The US Senate also passed the revised USMCA trade deal, giving President Trump his second win of the week, and which he is expected to sign into law next week.
While US markets have continued to get drawn ever higher, markets in Europe delivered a much more tepid response, finishing the day mixed yesterday, with the FTSE100 the worst performer.
Markets in Asia took up the US mantle with the latest economic data from China showing that the economy grew by 6% in Q4.
Industrial production for December also continued its recovery, building from the strong rebound to 6.2% seen in November, coming in at 6.9%, well above expectations, and the best level since last March.
Retail sales also held up coming in at 8%, sustaining the recovery seen in November, as the rebound in economic activity continued with the improvement in the data probably being helped by economic activity being brought forward ahead of the upcoming Chinese New Year holiday.
The new record highs in the US and positive Asia session are likely to see a positive follow through for markets here in Europe later this morning.
A part of the reason for the underperformance of markets in Europe is the weak nature of any recovery in the region, and some concern that President Trump may well turn his attention to Europe on the trade front. If the EU was looking to maintain a low profile in this area, they certainly have a funny way of showing it after EU trade commissioner Phil Hogan criticised US trade policy as short termism, and focussed only on winning the upcoming election. He went on to suggest that the EU might file a case at the WTO with respect to some of the terms of the deal.
While that may well be true, Mr Hogan is unlikely to win friends within the US administration for articulating it at a time when President Trump is taking aim at France’s plan for a digital tax and Airbus for illegal subsidies, and raising the prospect of tariffs on the European auto sector.
Mr Hogan also went on to take aim at UK Prime Minister Boris Johnson for his insistence that there would be no extension to this year’s transition period deadline, accusing him of brinksmanship.
After this week’s surprise drop in UK inflation to 1.3%, which prompted increasing speculation that the Bank of England might cut rates at the end of the month, attention is set to turn back to Europe today and the even more tepid inflation outlook that the European Central Bank is having to contend with.

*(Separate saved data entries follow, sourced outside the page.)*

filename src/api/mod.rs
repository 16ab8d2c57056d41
pub mod dtos;
pub mod extractors;
pub mod handlers;
pub mod router;
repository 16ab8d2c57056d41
use axum::{extract::{Path, State}, response::IntoResponse, Json};
use crate::api::dtos::requests::CreateListingRequest;
use crate::api::extractors::auth::AuthUser;
use crate::domain::models::listing::Listing;
use crate::error::AppError;
use crate::state::AppState;
use std::sync::Arc;
use tracing::info;

pub async fn list_listings(
    State(state): State<Arc<AppState>>,
) -> Result<impl IntoResponse, AppError> {
    let listings = state.listing_repo.list().await?;
    Ok(Json(listings))
}

pub async fn create_listing(
    State(state): State<Arc<AppState>>,
    AuthUser(user): AuthUser,
    Json(payload): Json<CreateListingRequest>,
) -> Result<impl IntoResponse, AppError> {
    if payload.price <= 0 {
        return Err(AppError::Validation("Nightly price must be positive".into()));
    }
    let listing = Listing::new(user.id, payload.title, payload.location, payload.price);
    let created = state.listing_repo.create(&listing).await?;
    info!("Created listing: {} at {}/night", created.id, created.price);
    Ok(Json(created))
}

pub async fn get_listing(
    State(state): State<Arc<AppState>>,
    Path(listing_id): Path<String>,
) -> Result<impl IntoResponse, AppError> {
    let listing = state.listing_repo.find_by_id(&listing_id).await?
        .ok_or(AppError::NotFound("Listing not found".into()))?;
    Ok(Json(listing))
}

In recent months we have seen some evidence of an uptick in EU CPI, however it still remains quite subdued on a historical basis, and with an ECB meeting next week, and yesterday’s minutes showing that there is limited appetite for further stimulus, new ECB President Christine Lagarde will have her work cut out to convince on the need for further easing measures.
Both the headline and core CPI measures for December are expected to be confirmed at 1.3%, welcome news given that both are at multi month highs, in contrast to the UK which is at a three-year low.

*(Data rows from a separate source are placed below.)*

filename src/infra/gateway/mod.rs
pub mod razorpay;
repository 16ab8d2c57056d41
#[tokio::main]
async fn main() {
    rental_backend::run().await;
}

While speculation about a possible January rate cut served to push the pound to its lowest levels this month earlier this week, we’ve seen a bit of a rebound in the last three days, as currency traders mull the likelihood that the Bank of England will pull the trigger on a cut in two weeks’ time. The jury remains out on the wisdom of a rate cut at a time when questions are increasingly being asked about the efficacy of the current low rate climate.
Today’s December UK retail sales numbers could well tip the scales back away from that rate cut speculation if we see a strong recovery after the 0.6% decline seen in November. One of the characteristics of the recent November data has been how weak some of it has been, however given the political uncertainty ahead of the December election it is perhaps not surprising that business and consumers held back. Expectations are for consumers to have unlocked the purse strings in the wake of last month’s landslide Conservative win and for there to be a rebound of 0.5%.

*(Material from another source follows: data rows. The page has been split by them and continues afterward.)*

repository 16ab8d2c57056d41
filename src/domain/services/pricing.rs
use crate::config::Config;
use crate::error::AppError;
use chrono::NaiveDate;

/// Exactly one policy applies per deployment; the two are never mixed for
/// the same booking record.
#[derive(Debug, Clone, Copy, PartialEq)]
pub enum PricingPolicy {
    TaxInclusive { rate: f64 },
    FlatFee { fee: i64 },
}

impl PricingPolicy {
    pub fn from_config(config: &Config) -> Self {
        match config.pricing_policy.as_str() {
            "flat_fee" => PricingPolicy::FlatFee { fee: config.service_fee },
            _ => PricingPolicy::TaxInclusive { rate: config.tax_rate },
        }
    }

    /// Total in major currency units for a stay. The final charge amount is
    /// always computed here, never taken from the client.
    pub fn compute_total(&self, nightly_price: i64, nights: i32) -> Result<i64, AppError> {
        if nightly_price <= 0 {
            return Err(AppError::Validation("Nightly price must be positive".into()));
        }
        if nights < 1 {
            return Err(AppError::Validation("Nights must be at least 1".into()));
        }

        let base = nightly_price * nights as i64;
        match self {
            PricingPolicy::TaxInclusive { rate } => {
                // Half-up rounding on the tax component.
                let tax = (base as f64 * rate).round() as i64;
                Ok(base + tax)
            }
            PricingPolicy::FlatFee { fee } => Ok(base + fee),
        }
    }
}

/// Uses the supplied night count when sane, otherwise recomputes it from the
/// date span. Callers validate `check_out > check_in` beforehand.
pub fn resolve_nights(check_in: NaiveDate, check_out: NaiveDate, supplied: Option<i32>) -> i32 {
    match supplied {
        Some(n) if n >= 1 => n,
        _ => (check_out - check_in).num_days() as i32,
    }
}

If we get a strong rebound then maybe some of the rate cut speculation of the last few days may well diminish.
EURUSD – continues to edge higher, and could well close in on the resistance at 1.1220. We still have support at the 1.1100 area and the 50-day MA. A move below the 50-day MA could well open up a move towards the 1.1040 area.
GBPUSD – a third successive day of gains has seen the pound edge higher, as it looks to move towards 1.3120, as well as the 1.3220 level. Trend line support comes in at 1.3020 from the 1.2950 lows. A move through 1.2950 opens up the 1.2900 area.
EURGBP – having failed at the 0.8600 area the euro has slipped back. A move below the 0.8520 area has the potential to target the 0.8470 area. A move above 0.8600 targets the 0.8790 area.
USDJPY – while above the 109.70 area the risk of further gains towards 110.70 remain on the table. Below 109.70 opens up support at 109.20 as well as last week’s lows at 107.65.